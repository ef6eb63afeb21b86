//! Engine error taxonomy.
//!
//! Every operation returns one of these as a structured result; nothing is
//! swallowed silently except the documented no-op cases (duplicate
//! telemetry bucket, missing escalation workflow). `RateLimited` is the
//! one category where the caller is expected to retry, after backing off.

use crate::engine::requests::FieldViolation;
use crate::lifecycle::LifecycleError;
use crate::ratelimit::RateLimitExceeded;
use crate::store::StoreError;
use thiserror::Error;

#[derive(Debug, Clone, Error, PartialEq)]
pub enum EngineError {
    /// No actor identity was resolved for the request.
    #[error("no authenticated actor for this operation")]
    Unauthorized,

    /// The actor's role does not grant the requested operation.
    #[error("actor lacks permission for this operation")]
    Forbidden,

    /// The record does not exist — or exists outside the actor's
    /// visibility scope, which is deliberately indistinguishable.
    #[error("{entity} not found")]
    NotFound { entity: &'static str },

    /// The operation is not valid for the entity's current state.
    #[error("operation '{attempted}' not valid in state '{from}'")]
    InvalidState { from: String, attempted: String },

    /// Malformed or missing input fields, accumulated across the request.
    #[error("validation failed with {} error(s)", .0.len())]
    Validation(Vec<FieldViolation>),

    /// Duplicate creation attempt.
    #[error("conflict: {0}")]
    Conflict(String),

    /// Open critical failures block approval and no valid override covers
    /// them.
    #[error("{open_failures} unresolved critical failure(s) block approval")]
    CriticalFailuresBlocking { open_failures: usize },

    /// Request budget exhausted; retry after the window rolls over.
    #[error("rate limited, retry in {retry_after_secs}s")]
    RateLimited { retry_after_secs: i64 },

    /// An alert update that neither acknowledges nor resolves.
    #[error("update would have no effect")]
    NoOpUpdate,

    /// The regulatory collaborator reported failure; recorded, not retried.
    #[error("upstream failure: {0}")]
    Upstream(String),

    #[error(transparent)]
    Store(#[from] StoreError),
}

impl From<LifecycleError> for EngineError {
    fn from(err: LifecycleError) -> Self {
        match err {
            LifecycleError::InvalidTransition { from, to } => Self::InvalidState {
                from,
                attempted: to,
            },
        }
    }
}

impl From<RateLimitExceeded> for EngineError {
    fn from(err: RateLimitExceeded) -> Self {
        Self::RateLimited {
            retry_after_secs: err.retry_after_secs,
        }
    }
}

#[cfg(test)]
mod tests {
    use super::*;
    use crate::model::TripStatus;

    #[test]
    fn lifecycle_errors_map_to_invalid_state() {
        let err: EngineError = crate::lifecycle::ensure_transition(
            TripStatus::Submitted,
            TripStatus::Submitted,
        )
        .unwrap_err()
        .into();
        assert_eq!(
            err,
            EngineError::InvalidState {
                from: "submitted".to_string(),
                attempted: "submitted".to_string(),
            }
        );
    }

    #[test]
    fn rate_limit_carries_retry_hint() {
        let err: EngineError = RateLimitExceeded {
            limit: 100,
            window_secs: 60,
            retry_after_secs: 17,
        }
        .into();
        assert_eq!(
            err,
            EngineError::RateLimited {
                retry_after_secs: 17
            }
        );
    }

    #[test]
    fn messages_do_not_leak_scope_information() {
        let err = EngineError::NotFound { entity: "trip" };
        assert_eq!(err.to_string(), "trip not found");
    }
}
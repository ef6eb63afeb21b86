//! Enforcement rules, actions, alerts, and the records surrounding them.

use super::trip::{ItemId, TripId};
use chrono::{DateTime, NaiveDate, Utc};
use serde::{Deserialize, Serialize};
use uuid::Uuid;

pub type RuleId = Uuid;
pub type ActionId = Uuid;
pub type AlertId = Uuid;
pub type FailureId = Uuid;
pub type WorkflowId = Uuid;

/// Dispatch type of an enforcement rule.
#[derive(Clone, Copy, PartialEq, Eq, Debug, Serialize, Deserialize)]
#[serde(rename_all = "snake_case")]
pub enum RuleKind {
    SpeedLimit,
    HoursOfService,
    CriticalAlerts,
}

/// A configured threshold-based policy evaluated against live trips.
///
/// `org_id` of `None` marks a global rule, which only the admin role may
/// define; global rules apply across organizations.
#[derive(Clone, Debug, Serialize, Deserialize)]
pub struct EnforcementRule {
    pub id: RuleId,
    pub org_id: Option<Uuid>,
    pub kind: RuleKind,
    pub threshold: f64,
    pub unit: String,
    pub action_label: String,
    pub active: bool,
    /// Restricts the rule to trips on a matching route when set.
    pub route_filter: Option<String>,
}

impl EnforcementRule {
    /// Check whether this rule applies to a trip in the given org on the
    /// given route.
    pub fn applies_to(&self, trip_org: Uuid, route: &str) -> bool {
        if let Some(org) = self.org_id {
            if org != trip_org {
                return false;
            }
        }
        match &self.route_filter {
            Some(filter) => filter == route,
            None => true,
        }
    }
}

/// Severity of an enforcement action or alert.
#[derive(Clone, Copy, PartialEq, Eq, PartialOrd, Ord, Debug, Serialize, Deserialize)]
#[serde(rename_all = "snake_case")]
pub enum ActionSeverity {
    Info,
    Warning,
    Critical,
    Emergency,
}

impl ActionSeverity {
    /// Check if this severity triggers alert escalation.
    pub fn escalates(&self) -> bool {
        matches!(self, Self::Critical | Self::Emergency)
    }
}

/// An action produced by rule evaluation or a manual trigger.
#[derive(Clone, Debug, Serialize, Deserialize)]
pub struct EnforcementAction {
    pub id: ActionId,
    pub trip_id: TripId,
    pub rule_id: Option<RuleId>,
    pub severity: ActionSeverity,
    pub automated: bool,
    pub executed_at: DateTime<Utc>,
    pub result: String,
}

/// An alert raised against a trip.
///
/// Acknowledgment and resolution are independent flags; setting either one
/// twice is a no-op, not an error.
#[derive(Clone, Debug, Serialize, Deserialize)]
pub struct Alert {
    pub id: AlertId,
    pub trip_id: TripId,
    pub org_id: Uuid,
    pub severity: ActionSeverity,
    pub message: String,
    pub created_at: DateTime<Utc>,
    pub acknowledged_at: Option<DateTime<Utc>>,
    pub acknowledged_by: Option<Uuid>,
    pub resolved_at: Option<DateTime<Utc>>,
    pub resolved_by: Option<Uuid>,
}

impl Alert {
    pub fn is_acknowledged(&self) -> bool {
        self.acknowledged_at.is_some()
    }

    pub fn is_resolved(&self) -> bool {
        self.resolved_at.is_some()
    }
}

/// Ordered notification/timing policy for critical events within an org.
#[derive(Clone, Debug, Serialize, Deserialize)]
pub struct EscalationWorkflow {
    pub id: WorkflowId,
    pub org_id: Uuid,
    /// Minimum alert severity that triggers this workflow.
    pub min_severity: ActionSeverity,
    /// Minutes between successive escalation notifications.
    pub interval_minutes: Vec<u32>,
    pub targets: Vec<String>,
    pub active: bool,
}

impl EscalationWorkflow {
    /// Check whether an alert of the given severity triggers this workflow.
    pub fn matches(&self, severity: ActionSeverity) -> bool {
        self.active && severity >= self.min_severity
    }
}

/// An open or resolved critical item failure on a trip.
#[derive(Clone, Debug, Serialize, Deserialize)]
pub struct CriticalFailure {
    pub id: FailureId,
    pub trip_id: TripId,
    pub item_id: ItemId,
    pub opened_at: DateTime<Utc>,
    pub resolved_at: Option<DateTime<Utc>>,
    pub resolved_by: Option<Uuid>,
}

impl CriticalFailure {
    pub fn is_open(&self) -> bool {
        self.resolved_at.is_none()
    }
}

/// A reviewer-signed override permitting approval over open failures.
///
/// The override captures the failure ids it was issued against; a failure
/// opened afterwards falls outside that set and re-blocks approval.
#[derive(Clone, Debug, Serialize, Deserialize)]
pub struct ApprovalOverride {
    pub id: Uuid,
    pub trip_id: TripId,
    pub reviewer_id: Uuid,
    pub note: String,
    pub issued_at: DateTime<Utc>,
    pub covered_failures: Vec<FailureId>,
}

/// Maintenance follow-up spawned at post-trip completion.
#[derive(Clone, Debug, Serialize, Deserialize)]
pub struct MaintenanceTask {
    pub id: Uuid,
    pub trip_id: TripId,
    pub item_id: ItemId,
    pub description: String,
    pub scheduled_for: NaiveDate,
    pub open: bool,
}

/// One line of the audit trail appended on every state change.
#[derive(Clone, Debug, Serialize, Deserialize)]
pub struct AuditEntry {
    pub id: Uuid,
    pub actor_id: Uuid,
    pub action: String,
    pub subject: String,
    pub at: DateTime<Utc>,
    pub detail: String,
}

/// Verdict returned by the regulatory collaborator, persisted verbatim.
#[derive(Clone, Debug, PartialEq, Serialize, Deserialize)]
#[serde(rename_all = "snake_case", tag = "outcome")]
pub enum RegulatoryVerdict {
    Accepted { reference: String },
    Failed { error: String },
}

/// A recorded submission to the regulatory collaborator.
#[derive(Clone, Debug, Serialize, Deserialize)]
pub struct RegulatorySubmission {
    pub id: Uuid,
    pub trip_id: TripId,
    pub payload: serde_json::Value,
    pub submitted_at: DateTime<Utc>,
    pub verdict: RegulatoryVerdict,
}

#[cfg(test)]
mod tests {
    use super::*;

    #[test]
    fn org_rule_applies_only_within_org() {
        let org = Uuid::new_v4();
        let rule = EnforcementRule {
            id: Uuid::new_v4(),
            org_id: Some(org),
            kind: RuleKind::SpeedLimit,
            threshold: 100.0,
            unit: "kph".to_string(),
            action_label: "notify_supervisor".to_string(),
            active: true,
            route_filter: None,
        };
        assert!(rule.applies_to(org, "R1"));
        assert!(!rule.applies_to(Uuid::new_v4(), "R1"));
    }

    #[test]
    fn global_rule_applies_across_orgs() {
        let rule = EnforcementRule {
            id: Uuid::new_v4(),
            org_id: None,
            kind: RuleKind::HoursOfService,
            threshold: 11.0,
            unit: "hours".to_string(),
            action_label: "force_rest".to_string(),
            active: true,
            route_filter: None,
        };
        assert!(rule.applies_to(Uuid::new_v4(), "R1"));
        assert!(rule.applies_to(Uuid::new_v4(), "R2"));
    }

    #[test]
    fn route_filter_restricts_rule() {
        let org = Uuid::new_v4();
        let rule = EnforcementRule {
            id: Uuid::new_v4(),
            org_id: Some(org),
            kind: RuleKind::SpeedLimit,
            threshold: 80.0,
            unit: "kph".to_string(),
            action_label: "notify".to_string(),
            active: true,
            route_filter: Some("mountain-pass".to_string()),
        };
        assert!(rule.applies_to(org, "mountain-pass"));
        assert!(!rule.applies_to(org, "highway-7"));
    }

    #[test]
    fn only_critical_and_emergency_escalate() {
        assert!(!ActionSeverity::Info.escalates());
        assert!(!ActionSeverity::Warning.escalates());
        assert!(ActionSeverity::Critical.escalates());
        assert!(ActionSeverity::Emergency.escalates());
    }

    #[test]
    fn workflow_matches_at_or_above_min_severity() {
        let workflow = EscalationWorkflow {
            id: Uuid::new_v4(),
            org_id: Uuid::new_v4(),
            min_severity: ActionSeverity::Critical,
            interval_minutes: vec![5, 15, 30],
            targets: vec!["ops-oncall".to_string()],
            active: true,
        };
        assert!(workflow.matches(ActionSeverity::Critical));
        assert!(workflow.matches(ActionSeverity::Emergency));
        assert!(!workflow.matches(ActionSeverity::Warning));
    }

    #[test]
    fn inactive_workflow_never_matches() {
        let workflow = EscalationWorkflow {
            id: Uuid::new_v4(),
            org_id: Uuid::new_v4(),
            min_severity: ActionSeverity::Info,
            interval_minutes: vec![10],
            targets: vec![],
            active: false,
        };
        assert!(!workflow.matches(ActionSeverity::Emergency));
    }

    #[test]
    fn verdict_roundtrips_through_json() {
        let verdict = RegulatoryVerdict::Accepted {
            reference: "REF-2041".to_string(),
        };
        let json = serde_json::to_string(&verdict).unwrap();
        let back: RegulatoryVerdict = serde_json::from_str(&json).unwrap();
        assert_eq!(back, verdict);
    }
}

_Work to be completed_: Return the entries above unchanged, starting at the first line and stopping after the line with "not valid in".

_Solved problem_:
repository ef6eb63afeb21b86
//! Engine error taxonomy.
//!
//! Every operation returns one of these as a structured result; nothing is
//! swallowed silently except the documented no-op cases (duplicate
//! telemetry bucket, missing escalation workflow). `RateLimited` is the
//! one category where the caller is expected to retry, after backing off.

use crate::engine::requests::FieldViolation;
use crate::lifecycle::LifecycleError;
use crate::ratelimit::RateLimitExceeded;
use crate::store::StoreError;
use thiserror::Error;

#[derive(Debug, Clone, Error, PartialEq)]
pub enum EngineError {
    /// No actor identity was resolved for the request.
    #[error("no authenticated actor for this operation")]
    Unauthorized,

    /// The actor's role does not grant the requested operation.
    #[error("actor lacks permission for this operation")]
    Forbidden,

    /// The record does not exist — or exists outside the actor's
    /// visibility scope, which is deliberately indistinguishable.
    #[error("{entity} not found")]
    NotFound { entity: &'static str },

    /// The operation is not valid for the entity's current state.
    #[error("operation '{attempted}' not valid in state '{from}'")]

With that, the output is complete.